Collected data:
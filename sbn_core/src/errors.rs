//! Error types for network construction, configuration and queries.
use thiserror::Error;

/// Structural problems with a network. A query over a malformed network
/// can never succeed, the network must be fixed first.
#[derive(Debug, Clone, PartialEq, Error)]
pub enum NetError {
    #[error("variable `{0}` is already declared")]
    DuplicateVariable(String),
    #[error("variable `{0}` is not declared in the network")]
    UnknownVariable(String),
    #[error("variable `{var}` has no state `{state}`")]
    UnknownState { var: String, state: String },
    #[error("`{0}` is not a valid name, use letters, digits, `_` or `-`")]
    InvalidName(String),
    #[error("inconsistent network structure: {0}")]
    Inconsistent(String),
    #[error("variable `{0}` requires at least one state")]
    NoStates(String),
    #[error("variable `{var}` declares state `{state}` more than once")]
    DuplicateState { var: String, state: String },
    #[error("variable `{0}` cannot be its own parent")]
    SelfParent(String),
    #[error("table for `{var}` requires {expected} entries, got {got}")]
    TableShape {
        var: String,
        expected: usize,
        got: usize,
    },
    #[error("table for `{var}`: row {row} sums to {sum} (expected 1.0)")]
    RowNotNormalized { var: String, row: usize, sum: f64 },
    #[error("table for `{var}` contains an illegal probability: {value}")]
    IllegalProbability { var: String, value: f64 },
    #[error("variable `{0}` has no probability table")]
    MissingTable(String),
    #[error("variables can never be evaluated (cyclic or dangling dependency): {}", .0.join(", "))]
    Unevaluable(Vec<String>),
}

/// Errors reported to the caller of a query.
#[derive(Debug, Clone, PartialEq, Error)]
pub enum QueryErr {
    #[error("unknown variable `{0}`")]
    UnknownVariable(String),
    #[error("variable `{var}` has no state `{state}`")]
    UnknownState { var: String, state: String },
    #[error("sample count must be a positive integer")]
    NonPositiveSampleCount,
    #[error("thinning interval must be a positive integer")]
    NonPositiveThinning,
    #[error("malformed network: {0}")]
    Net(#[from] NetError),
    #[error("no samples were counted for `{0}`")]
    Degenerate(String),
}

/// Invalid sampler configuration values.
#[derive(Debug, Error)]
pub enum ConfErr {
    #[error("failed loading configuration: {0}")]
    Source(#[from] config::ConfigError),
    #[error("configuration value `{key}` is out of range: {value}")]
    OutOfRange { key: &'static str, value: i64 },
}

/// Failures while reading a network description.
#[derive(Debug, Clone, PartialEq, Error)]
pub enum ParseErr {
    #[error("sbn parser: syntax error at: {0}")]
    Syntax(String),
    #[error("sbn parser: expected `{expected}` at: {found}")]
    Expected {
        expected: &'static str,
        found: String,
    },
    #[error("sbn parser: {0}")]
    Net(#[from] NetError),
    #[error("sbn parser: {0}")]
    Evidence(#[from] QueryErr),
}
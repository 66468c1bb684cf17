use float_cmp::approx_eq;
use smallvec::SmallVec;

use crate::NetError;

const ROW_SUM_EPSILON: f64 = 1e-6;

/// Conditional probability table for a variable given its parents.
///
/// The table has one row per combination of parent states and one column per
/// state of the variable. Rows are laid out with the first parent varying the
/// slowest, e.g. for parents A(a0, a1) and B(b0, b1) the row order is:
/// (a0, b0), (a0, b1), (a1, b0), (a1, b1).
///
/// A variable without parents has a single row, its prior distribution.
#[derive(Debug, Clone, PartialEq)]
#[cfg_attr(feature = "persistence", derive(serde::Serialize, serde::Deserialize))]
pub struct Cpt {
    k: usize,
    parent_cards: SmallVec<[usize; 4]>,
    probs: Vec<f64>,
}

impl Cpt {
    /// Builds the table for a variable with `k` states and parents with the
    /// given number of states each. Every row must sum up to 1.
    pub fn new(
        var: &str,
        k: usize,
        parent_cards: &[usize],
        probs: Vec<f64>,
    ) -> Result<Cpt, NetError> {
        if k == 0 {
            return Err(NetError::NoStates(var.to_owned()));
        }
        let rows: usize = parent_cards.iter().product();
        let expected = rows * k;
        if probs.len() != expected {
            return Err(NetError::TableShape {
                var: var.to_owned(),
                expected,
                got: probs.len(),
            });
        }
        if let Some(value) = probs
            .iter()
            .find(|p| !p.is_finite() || **p < 0.0 || **p > 1.0)
        {
            return Err(NetError::IllegalProbability {
                var: var.to_owned(),
                value: *value,
            });
        }
        for (row, chunk) in probs.chunks(k).enumerate() {
            let sum: f64 = chunk.iter().sum();
            if !approx_eq!(f64, sum, 1.0, epsilon = ROW_SUM_EPSILON) {
                return Err(NetError::RowNotNormalized {
                    var: var.to_owned(),
                    row,
                    sum,
                });
            }
        }

        Ok(Cpt {
            k,
            parent_cards: parent_cards.iter().copied().collect(),
            probs,
        })
    }

    /// Number of states of the variable.
    #[inline]
    pub fn k_num(&self) -> usize {
        self.k
    }

    pub fn rows(&self) -> usize {
        self.probs.len() / self.k
    }

    /// Returns true if the table was built for parents with these number of states.
    pub fn fits(&self, k: usize, parent_cards: &[usize]) -> bool {
        self.k == k && self.parent_cards.as_slice() == parent_cards
    }

    fn row_index(&self, parent_states: &[usize]) -> Option<usize> {
        if parent_states.len() != self.parent_cards.len() {
            return None;
        }
        parent_states
            .iter()
            .zip(&self.parent_cards)
            .try_fold(0, |idx, (state, card)| {
                if state < card {
                    Some(idx * card + state)
                } else {
                    None
                }
            })
    }

    /// The distribution of the variable for the given parent states.
    pub fn row(&self, parent_states: &[usize]) -> Option<&[f64]> {
        let start = self.row_index(parent_states)? * self.k;
        Some(&self.probs[start..start + self.k])
    }

    /// P(state | parent_states), zero for out of range arguments.
    #[inline]
    pub fn prob(&self, state: usize, parent_states: &[usize]) -> f64 {
        self.row(parent_states)
            .and_then(|row| row.get(state).copied())
            .unwrap_or(0.0)
    }

    pub fn as_slice(&self) -> &[f64] {
        &self.probs
    }
}
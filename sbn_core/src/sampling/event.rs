use std::collections::BTreeMap;

use rand::Rng;

use super::{DiscreteModel, DiscreteNode, VarId};
use crate::NetError;

/// Observed values, a variable fixed to a single state.
#[derive(Debug, Clone, Default, PartialEq, Eq)]
#[cfg_attr(feature = "persistence", derive(serde::Serialize, serde::Deserialize))]
pub struct Evidence {
    fixed: BTreeMap<VarId, usize>,
}

impl Evidence {
    pub fn new() -> Evidence {
        Evidence::default()
    }

    /// Fixes `var` to `state`, returns the previous observation if any.
    pub fn insert(&mut self, var: VarId, state: usize) -> Option<usize> {
        self.fixed.insert(var, state)
    }

    pub fn remove(&mut self, var: VarId) -> Option<usize> {
        self.fixed.remove(&var)
    }

    #[inline]
    pub fn get(&self, var: VarId) -> Option<usize> {
        self.fixed.get(&var).copied()
    }

    pub fn iter(&self) -> impl Iterator<Item = (VarId, usize)> + '_ {
        self.fixed.iter().map(|(k, v)| (*k, *v))
    }

    pub fn len(&self) -> usize {
        self.fixed.len()
    }

    pub fn is_empty(&self) -> bool {
        self.fixed.is_empty()
    }

    pub fn clear(&mut self) {
        self.fixed.clear()
    }
}

/// An assignment of states to the variables of a network.
///
/// While being generated an event is partial, after that every variable
/// has exactly one state.
#[derive(Debug, Clone, PartialEq, Eq)]
pub struct Event {
    values: Vec<Option<usize>>,
}

impl Event {
    /// An event for `var_num` variables where only the evidence is set.
    /// The evidence is copied, later changes to the event never reach it.
    pub fn from_evidence(var_num: usize, evidence: &Evidence) -> Event {
        let mut values = vec![None; var_num];
        for (var, state) in evidence.iter() {
            if let Some(slot) = values.get_mut(var) {
                *slot = Some(state);
            }
        }
        Event { values }
    }

    #[inline]
    pub fn get(&self, var: VarId) -> Option<usize> {
        self.values.get(var).copied().flatten()
    }

    #[inline]
    pub fn is_set(&self, var: VarId) -> bool {
        self.get(var).is_some()
    }

    #[inline]
    pub(crate) fn set(&mut self, var: VarId, state: usize) {
        self.values[var] = Some(state);
    }

    pub fn is_complete(&self) -> bool {
        self.values.iter().all(Option::is_some)
    }

    pub fn len(&self) -> usize {
        self.values.len()
    }

    pub fn is_empty(&self) -> bool {
        self.values.is_empty()
    }

    pub fn iter(&self) -> impl Iterator<Item = (VarId, Option<usize>)> + '_ {
        self.values.iter().copied().enumerate()
    }
}

/// Returns an event in which the variables not fixed by the evidence are set to
/// random states, drawn in ancestral order, whose frequencies (after repeated calls)
/// are consistent with the joint distribution of the network.
///
/// Fails if the evidence refers to a missing variable or state, or if some
/// variable never becomes evaluable, which means the network has a cycle or a
/// dependency on a variable that cannot be set.
pub fn generate_random_event<M, R>(net: &M, rng: &mut R) -> Result<Event, NetError>
where
    M: DiscreteModel,
    R: Rng + ?Sized,
{
    let nodes = net.nodes();
    let evidence = net.evidence();
    for (var, state) in evidence.iter() {
        let in_range = nodes
            .get(var)
            .map(|n| state < n.states().len())
            .unwrap_or(false);
        if !in_range {
            return Err(NetError::Inconsistent(format!(
                "evidence sets variable #{} to state #{}",
                var, state
            )));
        }
    }
    let mut event = Event::from_evidence(nodes.len(), evidence);
    let mut unset: Vec<&M::Node> = nodes
        .iter()
        .filter(|n| !n.is_set_in_evidence(evidence))
        .collect();

    // every productive scan sets at least one variable
    let max_scans = nodes.len() + 1;
    let mut scans = 0;
    while !unset.is_empty() {
        scans += 1;
        let settable: Vec<VarId> = unset
            .iter()
            .filter(|n| n.can_be_evaluated(&event))
            .map(|n| n.position())
            .collect();
        if settable.is_empty() || scans > max_scans {
            let stuck = unset.iter().map(|n| n.name().to_owned()).collect();
            return Err(NetError::Unevaluable(stuck));
        }
        for pos in settable {
            let state = nodes[pos].sample_given_parents(&event, rng);
            log::trace!("initial event: {} = {}", nodes[pos].name(), nodes[pos].states()[state]);
            event.set(pos, state);
        }
        unset.retain(|n| !event.is_set(n.position()));
    }
    Ok(event)
}

#[cfg(test)]
mod test {
    use super::*;
    use crate::net::test::sprinkler;
    use crate::Net;
    use rand::rngs::StdRng;
    use rand::SeedableRng;

    #[test]
    fn event_is_complete_and_keeps_evidence() {
        let mut net = sprinkler();
        net.add_evidence("wet_grass", "true").unwrap();
        net.add_evidence("cloudy", "false").unwrap();
        let wet = net.var_id("wet_grass").unwrap();
        let cloudy = net.var_id("cloudy").unwrap();

        let mut rng = StdRng::seed_from_u64(11);
        for _ in 0..100 {
            let event = generate_random_event(&net, &mut rng).unwrap();
            assert!(event.is_complete());
            assert_eq!(event.len(), 4);
            assert_eq!(event.get(wet), Some(0));
            assert_eq!(event.get(cloudy), Some(1));
        }
    }

    #[test]
    fn evidence_is_copied() {
        let mut evidence = Evidence::new();
        evidence.insert(1, 2);
        let mut event = Event::from_evidence(3, &evidence);
        event.set(1, 0);
        assert_eq!(evidence.get(1), Some(2));
        assert_eq!(event.get(1), Some(0));
        assert!(!event.is_set(0));
        assert!(!event.is_complete());
    }

    #[test]
    fn deterministic_parents_are_respected() {
        let mut net = Net::new("chain");
        net.add_variable("a", &["x", "y"]).unwrap();
        net.add_variable("b", &["x", "y"]).unwrap();
        net.add_edge("a", "b").unwrap();
        net.set_probabilities("a", vec![0.5, 0.5]).unwrap();
        // b copies a
        net.set_probabilities("b", vec![1.0, 0.0, 0.0, 1.0]).unwrap();

        let mut rng = StdRng::seed_from_u64(3);
        for _ in 0..50 {
            let event = generate_random_event(&net, &mut rng).unwrap();
            assert_eq!(event.get(0), event.get(1));
        }
    }

    #[test]
    fn cyclic_network_is_unevaluable() {
        let mut net = Net::new("cycle");
        net.add_variable("root", &["t", "f"]).unwrap();
        net.add_variable("a", &["t", "f"]).unwrap();
        net.add_variable("b", &["t", "f"]).unwrap();
        net.add_edge("a", "b").unwrap();
        net.add_edge("b", "a").unwrap();
        net.set_probabilities("root", vec![0.5, 0.5]).unwrap();
        net.set_probabilities("a", vec![0.5, 0.5, 0.5, 0.5]).unwrap();
        net.set_probabilities("b", vec![0.5, 0.5, 0.5, 0.5]).unwrap();

        let mut rng = StdRng::seed_from_u64(0);
        let err = generate_random_event(&net, &mut rng).unwrap_err();
        assert_eq!(err, NetError::Unevaluable(vec!["a".into(), "b".into()]));

        // fixing one of the members breaks the cycle
        net.add_evidence("a", "t").unwrap();
        let event = generate_random_event(&net, &mut rng).unwrap();
        assert!(event.is_complete());
    }
}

▶ [DIRECTIONS FOR THIS TASK]:
Look above for the line holding "slowest, e.g. for", then set down exactly that line and every line after it up to and including the line holding "and parents with the", with nothing else.

▶ [WRITTEN ANSWER]:
/// slowest, e.g. for parents A(a0, a1) and B(b0, b1) the row order is:
/// (a0, b0), (a0, b1), (a1, b0), (a1, b1).
///
/// A variable without parents has a single row, its prior distribution.
#[derive(Debug, Clone, PartialEq)]
#[cfg_attr(feature = "persistence", derive(serde::Serialize, serde::Deserialize))]
pub struct Cpt {
    k: usize,
    parent_cards: SmallVec<[usize; 4]>,
    probs: Vec<f64>,
}

impl Cpt {
    /// Builds the table for a variable with `k` states and parents with the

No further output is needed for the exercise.